I heard God a while ago. I didn't "sense" God or "feel" God. I heard God. Actual words.
I was praying about a month ago when I heard these words. I can't say I heard them audibly, more internally, but it wasn't a "feeling" or a "sensation". They were actual words. And they told me something I didn't want to hear and offered me encouragement for the future. Now maybe I just planted my own message in my head and attributed it to God. That's always possible. I know I have enough things floating around in there something may have shaken loose. However, it wasn't a message I would have chosen to give myself and it fits very much with the character of God I see in the bible. So I'm going to go with it. I heard God. And that's almost as frustrating as not hearing God sometimes. The message of encouragement was a promise. And that's where it gets frustrating for me. I am the kind of guy who does things for himself. I believe in hard work and responsibility and serving. When I hear that something needs to be done, I want to do it.
And God promised me something. And I need to make a confession, and maybe an apology. I have been trying to accomplish this promise through my own actions. In some ways I feel like I don't trust God to do what He said He would do and so I was going to give Him a hand, just in case. I see parallels with Abraham. The problem is, just like Abraham, I don't know how God is going to work things out and I may just be getting in the way and causing problems. So, I am sorry. Lord, please forgive me. Please forgive me for trying to force something that is out of my hands. Help me to listen and follow You, not forge ahead on my own. I believe You will do what You said You will do. Help me do what I need to do, or not do.

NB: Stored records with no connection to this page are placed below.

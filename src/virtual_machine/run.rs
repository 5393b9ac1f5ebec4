use crate::chunk::op_codes::OpCode;
use crate::objects::StrObj;
use crate::values::Value;
use crate::virtual_machine::{RuntimeResult, VM};
use std::rc::Rc;

impl VM {
  /// Executes the instructions in the current chunk.
  pub(crate) fn run(&mut self) -> RuntimeResult {
    loop {
      let instruction = self.get_next_op_code();

      let exec = match instruction {
        OpCode::PopStackTop => {
          self.pop_stack();
          RuntimeResult::Continue
        }

        // Value loaders
        OpCode::LoadConstant => self.op_load_constant(),
        OpCode::LoadImmFalse => self.push_stack(Value::Bool(false)),
        OpCode::LoadImmNil => self.push_stack(Value::Nil),
        OpCode::LoadImmTrue => self.push_stack(Value::Bool(true)),

        // Global declarations
        OpCode::DefineGlobal => self.op_define_global(),
        OpCode::GetGlobal => self.op_get_global(),
        OpCode::SetGlobal => self.op_set_global(),

        // Operators
        OpCode::Add => self.op_add(),
        OpCode::Divide | OpCode::Multiply | OpCode::Subtract => self.op_arithmetic(instruction),
        OpCode::Equals => self.op_equals(),
        OpCode::GreaterThan | OpCode::LessThan => self.op_comparison(instruction),
        OpCode::LogicNot => self.op_logic_not(),
        OpCode::Negate => self.op_negate(),

        OpCode::Print => self.op_print(),
        OpCode::Return => RuntimeResult::End,
      };

      match exec {
        RuntimeResult::Continue => continue,
        _ => return exec,
      }
    }
  }

  /// Executes the instruction to load a constant onto the stack.
  fn op_load_constant(&mut self) -> RuntimeResult {
    let constant = self.read_constant();
    self.push_stack(constant)
  }

  /// Executes the instruction to bind the top of the stack to a global
  /// variable name, then pops the bound value.
  fn op_define_global(&mut self) -> RuntimeResult {
    let name = self.read_string_constant();
    let value = self.peek_stack(0).clone();

    self.globals.set(name, value);
    self.pop_stack();

    RuntimeResult::Continue
  }

  /// Executes the instruction to push a global variable's value onto
  /// the stack.
  fn op_get_global(&mut self) -> RuntimeResult {
    let name = self.read_string_constant();

    match self.globals.get(&name) {
      Some(value) => {
        let value = value.clone();
        self.push_stack(value)
      }
      None => RuntimeResult::Error {
        message: format!("Undefined variable '{}'.", name.chars),
      },
    }
  }

  /// Executes the instruction to rebind an existing global variable to
  /// the value at the top of the stack. Assignment is an expression, so
  /// the value stays on the stack.
  fn op_set_global(&mut self) -> RuntimeResult {
    let name = self.read_string_constant();
    let value = self.peek_stack(0).clone();

    // A set that creates the binding means the variable was never
    // defined; undo it and report.
    if self.globals.set(Rc::clone(&name), value) {
      self.globals.delete(&name);

      return RuntimeResult::Error {
        message: format!("Undefined variable '{}'.", name.chars),
      };
    }

    RuntimeResult::Continue
  }

  /// Reads the next byte as the constant-pool position of a variable
  /// name.
  fn read_string_constant(&mut self) -> Rc<StrObj> {
    match self.read_constant() {
      Value::Str(name) => name,
      // The compiler only stores interned identifier names as the
      // operands of the global opcodes.
      _ => unreachable!("Expected a string constant for a global name."),
    }
  }

  /// Executes the instruction to compare the two topmost values for
  /// equality. Any pair of values can be compared.
  fn op_equals(&mut self) -> RuntimeResult {
    let right = self.pop_stack();
    let left = self.pop_stack();

    self.push_stack(Value::Bool(left == right))
  }

  /// Executes a `GreaterThan` or `LessThan` comparison between two
  /// numbers.
  fn op_comparison(&mut self, operator: OpCode) -> RuntimeResult {
    let (left, right) = match (self.peek_stack(1).as_number(), self.peek_stack(0).as_number()) {
      (Some(left), Some(right)) => (left, right),
      _ => {
        return RuntimeResult::Error {
          message: String::from("Operands must be numbers."),
        }
      }
    };

    self.pop_stack();
    self.pop_stack();

    let result = match operator {
      OpCode::GreaterThan => left > right,
      _ => left < right,
    };

    self.push_stack(Value::Bool(result))
  }

  /// Executes a numeric `Subtract`, `Multiply`, or `Divide` instruction.
  fn op_arithmetic(&mut self, operator: OpCode) -> RuntimeResult {
    let (left, right) = match (self.peek_stack(1).as_number(), self.peek_stack(0).as_number()) {
      (Some(left), Some(right)) => (left, right),
      _ => {
        return RuntimeResult::Error {
          message: String::from("Operands must be numbers."),
        }
      }
    };

    self.pop_stack();
    self.pop_stack();

    let result = match operator {
      OpCode::Subtract => left - right,
      OpCode::Multiply => left * right,
      _ => left / right,
    };

    self.push_stack(Value::Number(result))
  }

  /// Executes the `Add` instruction: numeric addition, or concatenation
  /// when both operands are strings. The concatenated string is interned
  /// like any other allocation.
  fn op_add(&mut self) -> RuntimeResult {
    match (self.peek_stack(1), self.peek_stack(0)) {
      (Value::Number(left), Value::Number(right)) => {
        let result = left + right;

        self.pop_stack();
        self.pop_stack();
        self.push_stack(Value::Number(result))
      }
      (Value::Str(left), Value::Str(right)) => {
        let mut chars = String::with_capacity(left.chars.len() + right.chars.len());
        chars.push_str(&left.chars);
        chars.push_str(&right.chars);

        self.pop_stack();
        self.pop_stack();

        let result = Value::Str(self.strings.intern_owned(chars));
        self.push_stack(result)
      }
      _ => RuntimeResult::Error {
        message: String::from("Operands must be two numbers or two strings."),
      },
    }
  }

  /// Executes the instruction to replace the top of the stack with its
  /// logical negation.
  fn op_logic_not(&mut self) -> RuntimeResult {
    let value = self.pop_stack();
    self.push_stack(Value::Bool(value.is_falsey()))
  }

  /// Executes the instruction to arithmetically negate the number at
  /// the top of the stack.
  fn op_negate(&mut self) -> RuntimeResult {
    match self.peek_stack(0).as_number() {
      Some(number) => {
        self.pop_stack();
        self.push_stack(Value::Number(-number))
      }
      None => RuntimeResult::Error {
        message: String::from("Operand must be a number."),
      },
    }
  }

  /// Executes the instruction to print the top of the stack, followed
  /// by a newline.
  fn op_print(&mut self) -> RuntimeResult {
    let value = self.pop_stack();
    println!("{}", value);
    RuntimeResult::Continue
  }
}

Here's my very paraphrased version:
When Abraham was 75 years old God told him to leave everything he had known behind and follow Him, and He would make Abraham the father of a great nation. And Abraham did it. Awesome. His wife was 65 years old and couldn't have kids so this was a pretty spectacular promise. However, 10 years later they still didn't have any kids. They began to doubt God a little bit. Besides, how's a 75 year old woman who couldn't have kids going to give Abraham this nation God promised? So, they took things into their own hands. (This is kind of how I feel I have been trying to take things into my own hands instead of trusting God.) At Sarah's insistence, he slept with her servant Hagar, so that he would be able to have a child. That created a whole lot of trouble for everyone involved. Even though Abraham did have a son through their actions, that was not the fulfilment of God's word. Everything Abraham and Sarah did to "help" God out really just created a mess and did not bring them any closer to receiving God's promise. Skipping a little bit here and there, 14 years later God came back to Abraham and repeated His promise. (This was 24 years after He originally promised Abraham he would become the father of a nation.) Abraham was probably a little bit delirious and/or angry by now. He fell down and laughed and asked God, "How can a 100 year old man and his 90 year old wife possibly have a kid?" God replied, "I'm God. By this time next year Sarah will have a son. Call him Isaac. He is the fulfilment of My promise to you." And sure enough, that's what happened.
I find this story super encouraging for a lot of reasons.
Most importantly, God kept his word.
No matter how much we may want to help God along, sometimes it's best we just trust in Him and follow Him as best we can.
Unfortunately, God also took 25 years to fulfil His promise. That makes me a little nervous. I can sometimes be a little impatient. Hence, my urge to help God along.
Lord, my prayer is that You will do what You said You will do. Please keep me from screwing it up. How I think You'll fulfill Your promise and how You plan to fulfil Your promise may be very different. Please keep me in Your will. Please help me grow closer to You. Please help me receive what You have in store for me. I'm asking that You will fulfil the desires of my heart. I pray that my desires are Your desires for me. I believe that because I am seeking You and Your will, they are. However, if my wants are not Yours, and this is very scary for me to ask, please make Your desires for me my desires as well. Gulp! Amen.